Ellen

I discovered a lump on Dec 01, 2015, while doing a breast self-exam. I was able to see my General Practitioner (GP) the same day, who confirmed the presence of the lump and referred me for a diagnostic workup. Two days later (Dec 03, 2015) I underwent a mammogram, which did NOT show anything suspicious. However, in British Columbia if a palpable lump is found, you automatically proceed to an ultrasound (and biopsy if required), even if the mammogram is “okay”.

Though nothing showed on the mammogram, the lump was clearly visible on the ultrasound and a biopsy was performed. On Dec 10, 2015 I met with my GP and was told the biopsy confirmed high grade Invasive Ductal Carcinoma (IDC). If it was not for the protocol to do an ultrasound when a lump can be felt, my cancer would not have been detected. I’d had a screening mammogram 2 years previously, which did not show anything “abnormal.” I was told (informally) at that time that I had very dense breasts.

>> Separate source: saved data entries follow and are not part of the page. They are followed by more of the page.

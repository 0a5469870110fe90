//! Production HTTP client using reqwest.

use std::time::Duration;

use async_trait::async_trait;
use hyper::ext::ReasonPhrase;
use reqwest::Url;
use reqwest::header::CONTENT_TYPE;

use super::{HttpClient, HttpResponse, reason_phrase};
use crate::config::HarnessConfig;
use crate::error::{Result, VolleyError};

/// HTTP client backed by reqwest.
///
/// Relative URIs such as `/spin.cgi?5` are joined onto the base URL.
#[derive(Clone)]
pub struct ReqwestHttpClient {
    client: reqwest::Client,
    base_url: Option<Url>,
}

impl ReqwestHttpClient {
    /// Client without a base URL; every URI must be absolute.
    pub fn new() -> Self {
        Self {
            client: reqwest::Client::new(),
            base_url: None,
        }
    }

    /// Client resolving relative URIs against `base_url`.
    pub fn with_base_url(base_url: &str) -> Result<Self> {
        Ok(Self {
            client: reqwest::Client::new(),
            base_url: Some(parse_base_url(base_url)?),
        })
    }

    /// Build a client from harness configuration (base URL and optional timeout).
    pub fn from_config(config: &HarnessConfig) -> Result<Self> {
        let mut builder = reqwest::Client::builder();
        if let Some(timeout_ms) = config.timeout_ms {
            builder = builder.timeout(Duration::from_millis(timeout_ms));
        }

        Ok(Self {
            client: builder.build()?,
            base_url: Some(parse_base_url(&config.base_url)?),
        })
    }

    /// Resolve a descriptor URI to an absolute URL.
    pub fn resolve(&self, uri: &str) -> Result<Url> {
        let resolved = match &self.base_url {
            Some(base) => base.join(uri),
            None => Url::parse(uri),
        };
        resolved.map_err(|e| VolleyError::InvalidUri(format!("{uri}: {e}")))
    }

    async fn read(response: reqwest::Response) -> Result<HttpResponse> {
        let status = response.status().as_u16();
        // hyper only records the phrase when it differs from the canonical one
        let status_text = match response.extensions().get::<ReasonPhrase>() {
            Some(phrase) => String::from_utf8_lossy(phrase.as_bytes()).into_owned(),
            None => reason_phrase(status),
        };
        let content_type = response
            .headers()
            .get(CONTENT_TYPE)
            .and_then(|v| v.to_str().ok())
            .map(str::to_string);
        let body = response.bytes().await?;

        Ok(HttpResponse {
            status,
            status_text,
            content_type,
            body,
        })
    }
}

impl Default for ReqwestHttpClient {
    fn default() -> Self {
        Self::new()
    }
}

fn parse_base_url(base_url: &str) -> Result<Url> {
    Url::parse(base_url).map_err(|e| VolleyError::InvalidUri(format!("{base_url}: {e}")))
}

#[async_trait]
impl HttpClient for ReqwestHttpClient {
    #[tracing::instrument(skip(self))]
    async fn get(&self, uri: &str) -> Result<HttpResponse> {
        let url = self.resolve(uri)?;
        tracing::debug!(url = %url, "Executing GET request");

        let response = self.client.get(url.clone()).send().await.map_err(|e| {
            tracing::debug!(url = %url, error = %e, "GET request failed");
            e
        })?;
        let response = Self::read(response).await?;

        tracing::debug!(
            url = %url,
            status = response.status,
            response_len = response.body.len(),
            "GET request completed"
        );
        Ok(response)
    }

    #[tracing::instrument(skip(self, body), fields(body_len = body.len()))]
    async fn post(&self, uri: &str, content_type: &str, body: String) -> Result<HttpResponse> {
        let url = self.resolve(uri)?;
        tracing::debug!(url = %url, "Executing POST request");

        let response = self
            .client
            .post(url.clone())
            .header(CONTENT_TYPE, content_type)
            .body(body)
            .send()
            .await
            .map_err(|e| {
                tracing::debug!(url = %url, error = %e, "POST request failed");
                e
            })?;
        let response = Self::read(response).await?;

        tracing::debug!(
            url = %url,
            status = response.status,
            response_len = response.body.len(),
            "POST request completed"
        );
        Ok(response)
    }
}

#[cfg(test)]
mod tests {
    use super::*;

    #[test]
    fn test_relative_uri_joins_base() {
        let client = ReqwestHttpClient::with_base_url("http://localhost:10000").unwrap();
        let url = client.resolve("/spin.cgi?10").unwrap();
        assert_eq!(url.as_str(), "http://localhost:10000/spin.cgi?10");
    }

    #[test]
    fn test_absolute_uri_overrides_base() {
        let client = ReqwestHttpClient::with_base_url("http://localhost:10000").unwrap();
        let url = client.resolve("http://example.com/file.txt").unwrap();
        assert_eq!(url.as_str(), "http://example.com/file.txt");
    }

    #[test]
    fn test_relative_uri_without_base_is_invalid() {
        let client = ReqwestHttpClient::new();
        assert!(matches!(
            client.resolve("/file.txt"),
            Err(VolleyError::InvalidUri(_))
        ));
    }

    #[test]
    fn test_bad_base_url_is_rejected() {
        assert!(ReqwestHttpClient::with_base_url("not a url").is_err());
    }
}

In January 2016 I underwent a partial mastectomy (using breast conserving surgery) and sentinel node biopsy (SNB). Axilla nodes removed through the SNB were clear, though there was one positive intra-mammary node found in the breast tissue during pathology. In addition to the 1.6cm IDC and the positive node, pathology also showed a 2.6cm Ductal Carcinoma in Situ (DCIS), the size of which meant it had been growing for some time (but not caught on previous mammograms).

Tumor biomarkers came back HER2+, ER+/PR- and histological grade 3, all factors that indicate the cancer is more aggressive and likely to recur. In addition to chemotherapy I received Herceptin (trastuzumab), a monoclonal antibody that targets the over-proliferation of the HER2 protein. And, being ER+ I will also need to be on hormonal (anti-estrogen) therapy for 5-10 years.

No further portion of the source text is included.